= About this task =
In the records below, tally each line that contains the word "filtering" and give the total only.

[[ Data for the task, beginning ]]

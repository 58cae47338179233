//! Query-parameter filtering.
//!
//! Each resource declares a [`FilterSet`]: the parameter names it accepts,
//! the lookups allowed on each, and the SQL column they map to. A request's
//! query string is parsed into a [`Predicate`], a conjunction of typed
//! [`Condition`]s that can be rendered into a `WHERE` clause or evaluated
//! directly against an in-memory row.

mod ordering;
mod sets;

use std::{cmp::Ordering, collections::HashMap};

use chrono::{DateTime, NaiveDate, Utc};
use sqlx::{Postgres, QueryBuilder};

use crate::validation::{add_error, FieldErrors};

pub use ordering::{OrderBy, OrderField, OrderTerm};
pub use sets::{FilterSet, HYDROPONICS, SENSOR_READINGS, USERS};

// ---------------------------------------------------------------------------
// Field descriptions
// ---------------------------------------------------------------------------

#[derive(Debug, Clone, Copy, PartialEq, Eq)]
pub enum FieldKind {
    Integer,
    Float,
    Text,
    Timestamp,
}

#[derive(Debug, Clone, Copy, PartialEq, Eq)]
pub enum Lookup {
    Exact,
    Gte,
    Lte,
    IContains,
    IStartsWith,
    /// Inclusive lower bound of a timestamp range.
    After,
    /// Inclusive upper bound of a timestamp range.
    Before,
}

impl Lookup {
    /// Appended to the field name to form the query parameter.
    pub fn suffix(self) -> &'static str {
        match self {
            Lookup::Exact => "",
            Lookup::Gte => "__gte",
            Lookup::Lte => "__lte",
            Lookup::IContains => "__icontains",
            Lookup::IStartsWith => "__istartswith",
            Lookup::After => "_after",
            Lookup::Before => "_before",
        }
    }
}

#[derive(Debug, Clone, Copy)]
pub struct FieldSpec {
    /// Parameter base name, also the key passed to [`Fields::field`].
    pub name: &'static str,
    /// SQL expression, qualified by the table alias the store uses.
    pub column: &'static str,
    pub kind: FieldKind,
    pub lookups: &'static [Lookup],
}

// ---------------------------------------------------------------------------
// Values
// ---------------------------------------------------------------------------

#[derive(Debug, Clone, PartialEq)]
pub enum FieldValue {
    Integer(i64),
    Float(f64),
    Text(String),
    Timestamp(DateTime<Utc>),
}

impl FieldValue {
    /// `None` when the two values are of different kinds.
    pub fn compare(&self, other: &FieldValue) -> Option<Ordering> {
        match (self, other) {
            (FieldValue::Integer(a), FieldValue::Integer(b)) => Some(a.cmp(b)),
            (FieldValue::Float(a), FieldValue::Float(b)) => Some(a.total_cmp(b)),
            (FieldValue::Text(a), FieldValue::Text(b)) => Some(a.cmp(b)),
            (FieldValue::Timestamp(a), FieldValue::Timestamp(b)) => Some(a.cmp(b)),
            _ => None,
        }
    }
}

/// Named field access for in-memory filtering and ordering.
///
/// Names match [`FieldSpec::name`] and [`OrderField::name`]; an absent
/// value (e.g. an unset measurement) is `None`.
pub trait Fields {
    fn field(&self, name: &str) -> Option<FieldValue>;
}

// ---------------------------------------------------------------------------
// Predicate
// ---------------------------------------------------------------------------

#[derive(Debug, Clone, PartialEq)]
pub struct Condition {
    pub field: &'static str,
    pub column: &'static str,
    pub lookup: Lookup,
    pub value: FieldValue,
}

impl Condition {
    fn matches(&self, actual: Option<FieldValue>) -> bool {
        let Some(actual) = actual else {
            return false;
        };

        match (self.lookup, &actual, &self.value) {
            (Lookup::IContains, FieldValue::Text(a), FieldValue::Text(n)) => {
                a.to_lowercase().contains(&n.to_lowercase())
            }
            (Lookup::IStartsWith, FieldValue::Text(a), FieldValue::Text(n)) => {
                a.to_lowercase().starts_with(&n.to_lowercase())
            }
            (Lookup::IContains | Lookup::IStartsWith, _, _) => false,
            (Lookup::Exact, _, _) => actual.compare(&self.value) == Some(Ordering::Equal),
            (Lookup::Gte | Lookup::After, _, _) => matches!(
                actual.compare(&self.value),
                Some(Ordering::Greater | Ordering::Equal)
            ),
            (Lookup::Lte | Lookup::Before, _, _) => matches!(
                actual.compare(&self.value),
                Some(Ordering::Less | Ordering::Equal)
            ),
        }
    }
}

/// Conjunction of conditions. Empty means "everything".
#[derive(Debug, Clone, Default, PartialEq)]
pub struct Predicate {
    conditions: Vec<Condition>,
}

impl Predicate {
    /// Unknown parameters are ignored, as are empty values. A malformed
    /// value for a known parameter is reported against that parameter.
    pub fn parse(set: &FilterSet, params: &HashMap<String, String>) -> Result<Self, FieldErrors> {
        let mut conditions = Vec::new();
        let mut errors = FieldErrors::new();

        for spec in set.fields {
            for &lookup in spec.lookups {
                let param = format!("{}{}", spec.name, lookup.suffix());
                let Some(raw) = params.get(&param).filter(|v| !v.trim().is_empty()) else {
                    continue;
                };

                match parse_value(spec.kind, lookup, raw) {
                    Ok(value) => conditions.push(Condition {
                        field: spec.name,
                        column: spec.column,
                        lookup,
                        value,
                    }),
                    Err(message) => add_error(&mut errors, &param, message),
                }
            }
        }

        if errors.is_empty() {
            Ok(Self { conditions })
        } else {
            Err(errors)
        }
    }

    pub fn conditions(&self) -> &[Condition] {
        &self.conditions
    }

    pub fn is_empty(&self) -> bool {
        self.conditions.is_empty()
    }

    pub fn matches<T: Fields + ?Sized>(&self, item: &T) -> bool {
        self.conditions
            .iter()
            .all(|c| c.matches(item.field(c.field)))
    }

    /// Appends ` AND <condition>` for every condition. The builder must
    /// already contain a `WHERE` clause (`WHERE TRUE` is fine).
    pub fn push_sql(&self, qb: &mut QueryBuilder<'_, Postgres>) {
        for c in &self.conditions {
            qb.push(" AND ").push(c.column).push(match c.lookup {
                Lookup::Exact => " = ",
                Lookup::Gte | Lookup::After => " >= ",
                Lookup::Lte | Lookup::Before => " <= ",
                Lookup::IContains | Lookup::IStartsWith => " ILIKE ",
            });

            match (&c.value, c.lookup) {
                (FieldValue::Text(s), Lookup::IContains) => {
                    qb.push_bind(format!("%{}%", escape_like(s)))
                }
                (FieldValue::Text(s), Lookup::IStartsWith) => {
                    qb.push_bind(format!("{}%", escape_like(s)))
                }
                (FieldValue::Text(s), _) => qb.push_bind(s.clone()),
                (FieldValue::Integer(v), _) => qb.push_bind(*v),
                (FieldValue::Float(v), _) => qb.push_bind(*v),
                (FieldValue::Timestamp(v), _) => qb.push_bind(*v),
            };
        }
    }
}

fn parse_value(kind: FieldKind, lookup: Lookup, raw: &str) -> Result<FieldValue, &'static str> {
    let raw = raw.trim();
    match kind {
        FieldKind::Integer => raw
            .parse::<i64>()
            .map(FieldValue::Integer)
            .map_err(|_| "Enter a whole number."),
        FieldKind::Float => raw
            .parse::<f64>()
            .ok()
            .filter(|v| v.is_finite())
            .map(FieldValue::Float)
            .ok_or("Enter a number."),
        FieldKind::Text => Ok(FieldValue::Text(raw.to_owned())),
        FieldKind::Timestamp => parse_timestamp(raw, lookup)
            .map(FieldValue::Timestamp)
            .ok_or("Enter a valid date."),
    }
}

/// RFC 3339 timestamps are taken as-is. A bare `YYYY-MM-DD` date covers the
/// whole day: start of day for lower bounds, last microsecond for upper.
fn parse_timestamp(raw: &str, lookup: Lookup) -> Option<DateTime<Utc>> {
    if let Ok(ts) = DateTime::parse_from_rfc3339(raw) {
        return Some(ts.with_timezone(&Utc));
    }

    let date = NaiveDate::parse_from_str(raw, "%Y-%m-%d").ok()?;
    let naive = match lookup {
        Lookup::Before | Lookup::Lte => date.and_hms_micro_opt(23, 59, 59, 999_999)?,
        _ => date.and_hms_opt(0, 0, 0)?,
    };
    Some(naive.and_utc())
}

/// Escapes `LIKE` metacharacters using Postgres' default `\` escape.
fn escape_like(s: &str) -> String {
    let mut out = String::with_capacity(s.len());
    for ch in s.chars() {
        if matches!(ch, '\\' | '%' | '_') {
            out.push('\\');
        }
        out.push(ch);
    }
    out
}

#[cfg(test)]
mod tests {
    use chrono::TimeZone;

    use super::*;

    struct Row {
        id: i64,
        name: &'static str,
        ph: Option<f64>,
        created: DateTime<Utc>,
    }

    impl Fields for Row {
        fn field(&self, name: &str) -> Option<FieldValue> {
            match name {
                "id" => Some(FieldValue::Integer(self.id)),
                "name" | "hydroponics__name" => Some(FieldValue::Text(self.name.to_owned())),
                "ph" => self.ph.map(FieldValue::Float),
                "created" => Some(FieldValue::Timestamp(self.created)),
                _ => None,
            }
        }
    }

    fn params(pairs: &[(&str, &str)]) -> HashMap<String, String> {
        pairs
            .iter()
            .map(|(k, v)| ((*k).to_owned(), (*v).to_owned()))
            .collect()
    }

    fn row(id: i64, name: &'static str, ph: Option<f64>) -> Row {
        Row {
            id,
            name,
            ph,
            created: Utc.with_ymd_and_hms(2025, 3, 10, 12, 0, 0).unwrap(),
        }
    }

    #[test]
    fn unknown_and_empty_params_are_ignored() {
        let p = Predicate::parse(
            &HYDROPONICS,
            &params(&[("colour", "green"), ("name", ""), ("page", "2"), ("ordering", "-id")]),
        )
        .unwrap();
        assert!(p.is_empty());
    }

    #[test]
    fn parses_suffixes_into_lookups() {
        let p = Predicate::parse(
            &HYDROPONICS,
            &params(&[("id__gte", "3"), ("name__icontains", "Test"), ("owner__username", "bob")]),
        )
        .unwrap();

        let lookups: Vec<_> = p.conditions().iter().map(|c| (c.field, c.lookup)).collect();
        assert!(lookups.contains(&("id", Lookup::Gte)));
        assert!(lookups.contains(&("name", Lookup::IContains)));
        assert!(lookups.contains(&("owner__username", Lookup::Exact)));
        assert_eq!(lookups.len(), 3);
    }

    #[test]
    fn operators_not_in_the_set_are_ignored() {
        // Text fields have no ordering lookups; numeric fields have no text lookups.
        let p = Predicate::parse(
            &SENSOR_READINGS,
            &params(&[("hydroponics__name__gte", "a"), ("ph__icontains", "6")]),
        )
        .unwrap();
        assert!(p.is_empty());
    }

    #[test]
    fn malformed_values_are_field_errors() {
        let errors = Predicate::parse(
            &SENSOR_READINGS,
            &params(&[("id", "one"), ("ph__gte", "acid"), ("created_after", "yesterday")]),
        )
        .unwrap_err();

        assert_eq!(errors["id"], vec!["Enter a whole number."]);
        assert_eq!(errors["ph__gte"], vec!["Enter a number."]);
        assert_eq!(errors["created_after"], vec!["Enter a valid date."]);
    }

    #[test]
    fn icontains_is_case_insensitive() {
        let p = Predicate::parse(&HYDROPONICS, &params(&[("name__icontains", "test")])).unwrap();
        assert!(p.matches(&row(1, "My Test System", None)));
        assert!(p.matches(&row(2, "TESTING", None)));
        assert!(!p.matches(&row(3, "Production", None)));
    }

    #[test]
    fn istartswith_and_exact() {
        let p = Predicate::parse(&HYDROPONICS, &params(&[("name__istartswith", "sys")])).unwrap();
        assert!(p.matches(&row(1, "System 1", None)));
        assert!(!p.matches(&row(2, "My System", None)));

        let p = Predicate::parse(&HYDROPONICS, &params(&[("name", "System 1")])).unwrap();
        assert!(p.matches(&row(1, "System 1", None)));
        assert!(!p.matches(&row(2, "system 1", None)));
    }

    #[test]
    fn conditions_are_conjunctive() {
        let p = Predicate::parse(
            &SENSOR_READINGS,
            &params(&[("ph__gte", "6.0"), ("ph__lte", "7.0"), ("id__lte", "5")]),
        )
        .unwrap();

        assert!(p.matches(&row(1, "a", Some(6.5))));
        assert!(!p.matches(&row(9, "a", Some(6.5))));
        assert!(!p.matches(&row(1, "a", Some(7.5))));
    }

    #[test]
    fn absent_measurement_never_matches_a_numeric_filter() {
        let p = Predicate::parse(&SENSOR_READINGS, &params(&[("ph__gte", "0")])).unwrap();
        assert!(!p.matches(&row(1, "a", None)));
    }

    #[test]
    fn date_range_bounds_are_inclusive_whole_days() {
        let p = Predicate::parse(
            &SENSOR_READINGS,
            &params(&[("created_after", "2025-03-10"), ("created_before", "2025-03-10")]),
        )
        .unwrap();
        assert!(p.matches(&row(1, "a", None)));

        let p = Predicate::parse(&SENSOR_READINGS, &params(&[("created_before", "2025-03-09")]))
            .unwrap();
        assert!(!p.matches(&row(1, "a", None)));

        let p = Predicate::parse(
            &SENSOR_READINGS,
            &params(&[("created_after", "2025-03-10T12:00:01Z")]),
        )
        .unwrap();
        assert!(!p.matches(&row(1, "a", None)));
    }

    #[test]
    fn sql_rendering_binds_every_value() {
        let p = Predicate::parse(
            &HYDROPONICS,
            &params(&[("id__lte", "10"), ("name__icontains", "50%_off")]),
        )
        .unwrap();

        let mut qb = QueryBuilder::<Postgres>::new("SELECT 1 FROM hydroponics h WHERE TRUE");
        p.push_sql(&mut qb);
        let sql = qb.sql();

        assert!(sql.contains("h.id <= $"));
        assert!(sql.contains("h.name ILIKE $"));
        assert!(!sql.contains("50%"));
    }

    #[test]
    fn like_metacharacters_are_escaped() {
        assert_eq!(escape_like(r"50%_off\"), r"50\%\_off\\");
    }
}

[[ Data for the task, end ]]
[[ Data for the task, beginning ]]

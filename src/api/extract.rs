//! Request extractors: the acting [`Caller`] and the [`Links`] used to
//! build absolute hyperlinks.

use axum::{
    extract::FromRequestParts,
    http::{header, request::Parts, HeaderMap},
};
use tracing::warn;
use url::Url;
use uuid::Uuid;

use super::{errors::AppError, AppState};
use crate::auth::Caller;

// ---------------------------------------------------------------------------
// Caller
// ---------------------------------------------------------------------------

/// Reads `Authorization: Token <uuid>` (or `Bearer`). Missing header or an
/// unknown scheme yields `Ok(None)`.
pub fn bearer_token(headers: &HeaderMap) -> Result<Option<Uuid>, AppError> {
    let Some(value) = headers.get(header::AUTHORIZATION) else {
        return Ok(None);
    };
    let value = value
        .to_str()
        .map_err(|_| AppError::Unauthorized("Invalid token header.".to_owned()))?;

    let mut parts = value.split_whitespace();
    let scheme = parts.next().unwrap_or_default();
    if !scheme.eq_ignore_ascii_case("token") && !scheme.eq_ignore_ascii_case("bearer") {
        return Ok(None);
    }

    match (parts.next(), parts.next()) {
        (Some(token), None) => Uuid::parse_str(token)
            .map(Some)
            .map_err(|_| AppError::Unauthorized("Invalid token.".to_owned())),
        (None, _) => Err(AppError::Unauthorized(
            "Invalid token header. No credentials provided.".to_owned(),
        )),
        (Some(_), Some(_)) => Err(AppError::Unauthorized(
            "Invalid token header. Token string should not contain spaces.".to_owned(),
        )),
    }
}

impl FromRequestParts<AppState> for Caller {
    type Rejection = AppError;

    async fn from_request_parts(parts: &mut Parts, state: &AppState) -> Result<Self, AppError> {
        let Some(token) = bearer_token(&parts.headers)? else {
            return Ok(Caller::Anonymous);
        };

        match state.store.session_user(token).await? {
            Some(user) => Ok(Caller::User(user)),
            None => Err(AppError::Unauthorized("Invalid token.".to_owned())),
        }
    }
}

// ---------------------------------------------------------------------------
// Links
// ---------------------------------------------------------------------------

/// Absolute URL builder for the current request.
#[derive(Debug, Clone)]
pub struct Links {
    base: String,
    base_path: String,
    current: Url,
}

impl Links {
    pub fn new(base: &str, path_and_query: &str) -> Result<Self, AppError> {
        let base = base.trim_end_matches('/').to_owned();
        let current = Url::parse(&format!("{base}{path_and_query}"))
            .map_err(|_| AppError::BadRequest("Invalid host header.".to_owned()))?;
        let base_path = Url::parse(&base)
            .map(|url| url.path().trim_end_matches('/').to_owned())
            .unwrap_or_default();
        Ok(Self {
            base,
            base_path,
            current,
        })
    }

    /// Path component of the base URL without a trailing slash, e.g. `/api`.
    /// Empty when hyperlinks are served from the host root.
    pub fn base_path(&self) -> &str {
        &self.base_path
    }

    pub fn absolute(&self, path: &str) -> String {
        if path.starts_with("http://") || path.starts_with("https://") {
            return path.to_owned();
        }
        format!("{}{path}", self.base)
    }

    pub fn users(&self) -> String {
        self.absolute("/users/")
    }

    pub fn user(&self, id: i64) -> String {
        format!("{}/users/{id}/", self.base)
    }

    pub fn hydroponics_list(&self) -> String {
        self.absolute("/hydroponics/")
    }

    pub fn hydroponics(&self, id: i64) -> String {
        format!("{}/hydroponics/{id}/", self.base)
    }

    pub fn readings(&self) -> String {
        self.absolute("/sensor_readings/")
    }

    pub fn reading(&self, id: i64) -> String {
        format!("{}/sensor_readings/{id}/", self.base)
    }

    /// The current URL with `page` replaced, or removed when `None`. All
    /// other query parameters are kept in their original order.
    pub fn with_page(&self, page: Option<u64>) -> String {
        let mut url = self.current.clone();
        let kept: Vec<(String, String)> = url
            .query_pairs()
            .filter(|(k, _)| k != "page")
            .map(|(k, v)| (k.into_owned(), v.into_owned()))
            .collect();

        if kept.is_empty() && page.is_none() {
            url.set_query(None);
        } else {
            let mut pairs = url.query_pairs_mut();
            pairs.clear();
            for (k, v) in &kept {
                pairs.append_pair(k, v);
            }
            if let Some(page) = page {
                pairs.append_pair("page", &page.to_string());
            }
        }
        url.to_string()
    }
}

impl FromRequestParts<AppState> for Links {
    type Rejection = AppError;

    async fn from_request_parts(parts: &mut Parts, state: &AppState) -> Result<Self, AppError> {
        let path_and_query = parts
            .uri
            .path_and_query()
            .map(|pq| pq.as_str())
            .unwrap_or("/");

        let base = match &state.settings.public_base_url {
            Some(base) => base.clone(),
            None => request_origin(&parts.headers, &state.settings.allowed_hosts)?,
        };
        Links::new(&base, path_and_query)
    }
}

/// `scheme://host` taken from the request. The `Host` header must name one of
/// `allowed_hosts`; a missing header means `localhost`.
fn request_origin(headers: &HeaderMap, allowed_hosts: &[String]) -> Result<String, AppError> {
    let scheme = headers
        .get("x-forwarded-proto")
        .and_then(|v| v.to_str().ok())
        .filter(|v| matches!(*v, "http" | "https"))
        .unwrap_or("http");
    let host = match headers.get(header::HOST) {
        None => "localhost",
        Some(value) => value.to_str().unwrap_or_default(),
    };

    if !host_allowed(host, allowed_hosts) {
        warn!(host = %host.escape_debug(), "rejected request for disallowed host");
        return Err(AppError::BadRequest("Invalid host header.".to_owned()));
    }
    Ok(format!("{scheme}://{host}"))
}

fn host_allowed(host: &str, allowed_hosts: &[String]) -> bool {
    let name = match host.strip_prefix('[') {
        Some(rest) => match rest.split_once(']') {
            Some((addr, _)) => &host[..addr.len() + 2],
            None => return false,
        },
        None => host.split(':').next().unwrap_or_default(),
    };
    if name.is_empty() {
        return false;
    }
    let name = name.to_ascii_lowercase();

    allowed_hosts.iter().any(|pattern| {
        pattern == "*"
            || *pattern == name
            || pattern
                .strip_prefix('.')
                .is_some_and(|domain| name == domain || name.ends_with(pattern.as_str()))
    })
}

[[ Data for the task, end ]]

= Answer to the exercise =
2